Iraqi Generosity Bewilders the World

If generosity could indeed be measured, then Iraqis are the world’s most generous to strangers, according to a new global index of charitable giving. Largely contributing to this designation is the generosity exhibited by millions of Iraqis toward pilgrims during the Arbaeen, which marks the end of a 40-day mourning period following Ashura, the religious ritual that commemorates the martyrdom of Imam Hussein Shiites third Imam and the Prophet Mohammad’s grandson in 680 AD.

Eighty one percent of Iraqis reported helping someone they didn’t know in the previous month, in a global poll commissioned by the Charities Aid Foundation (CAF).

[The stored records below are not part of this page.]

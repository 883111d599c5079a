//! Recursive-descent parser producing [`Program`] trees.
//!
//! Operator precedence follows JavaScript, from loosest to tightest:
//! assignment, conditional, `||`, `&&`, equality, relational, additive,
//! multiplicative, unary/`await`, postfix update, call/member.

use std::sync::Arc;

use super::ast::*;
use super::lexer::{tokenize, Span, SpannedToken, Token};
use super::SyntaxError;
use crate::evaluator::type_coercion::number_to_string;

type ParseResult<T> = Result<T, SyntaxError>;

/// Deepest statement/expression nesting accepted before giving up.
///
/// Every chained operator, member access and call counts as one level, as
/// does every nested statement or parenthesized expression.
const MAX_NESTING: usize = 200;

/// Parse `source` as the body of an async function.
///
/// `return` and `await` are permitted at the top level.
pub fn parse_function_body(source: &str) -> ParseResult<Program> {
    let tokens = tokenize(source)?;
    let mut parser = Parser::new(tokens);
    let program = parser.body_until_eof()?;
    Ok(program)
}

struct Parser {
    tokens: Vec<SpannedToken>,
    pos: usize,
    nesting: usize,
    loop_depth: usize,
    /// One entry per enclosing function; `true` when it is async.
    async_stack: Vec<bool>,
}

Notably, Iraq has twice been ranked top in terms of helping strangers in spite of the country’s instability and rampant violence.

Retaining the value of hospitality from their Arab ancestors, Iraqis are particularly keen on displaying their generosity –which stems from an inherently generous culture—during the annual commemorations of Arbaeen.

However, the main drive for this bounteousness is their love and devotion for Imam Hussein, who was martyred in the holy land of Karbala 1400 years ago and whose memory is honoured in the event.

As millions of pilgrims from all over the world converge on Karbala to visit the shrine of the revered imam, their needs are largely met by Iraqis who pledge to serve Imam Hussein’s visitors.

With many walking long distances to reach the place of pilgrimage, necessities like food, water, and medical services are provided for free.

Weeks ahead, preparations get underway. People set up houses, pavilions, and congregation halls to accommodate strangers who cross their path. Mattresses, covers, beverages, food, and medication are offered for the world’s largest annual gathering.

Volunteers, young and old, male and female take part in serving all necessities from victuals to accommodation without charge, calling themselves servers (or Khaddam) of Imam Hussein.

To pay tribute to the generosity of the Iraqi people, a Twitter storm was organized on November 23rd. Under the hashtag #ThanksIraq, social media activists expressed their admiration for the graciousness of the Iraqi people who have “opened their hearts, and their homes to Arbaeen pilgrims.”

One user, by the handle of HajiBaghi said: “Visit Karbala once irrespective of your religion… humanity at its best.”

Meanwhie, Kulsoom Zehra gave her thanks to Iraq for “hosting an unsurpassed Global Ceremony in part of [the] country while fighting against your sworn enemy ISIS in another part!”

She also vocalized her gratitude to them “for serving and taking care of pilgrims in every possible way!!

Yusra Mahdi said that “Iraqis did not fail to deliver and ensure the safety of pilgrims even during times of difficult security, violence, and war.”

The Arbaeen is also a chance for non-Shiites to show that a divided Iraq is not all of Iraq. Many Sunni and Christian Iraqis offer their services so they can take part in this massive show of devotion.

Through the world’s eyes, these gestures may seem incomprehensible. Questions tapping into why they put so much effort into serving complete strangers and what they gain from such contributions to the mass march toward Karbala surely arise when news reports cover this annual event.

But for many, giving is an act of worship. The recompense is not worldly but rather takes the form of good acts compiled in their Book of Deeds. They seek salvation through the door of Imam Hussein, whom they perceive as the beacon of hope.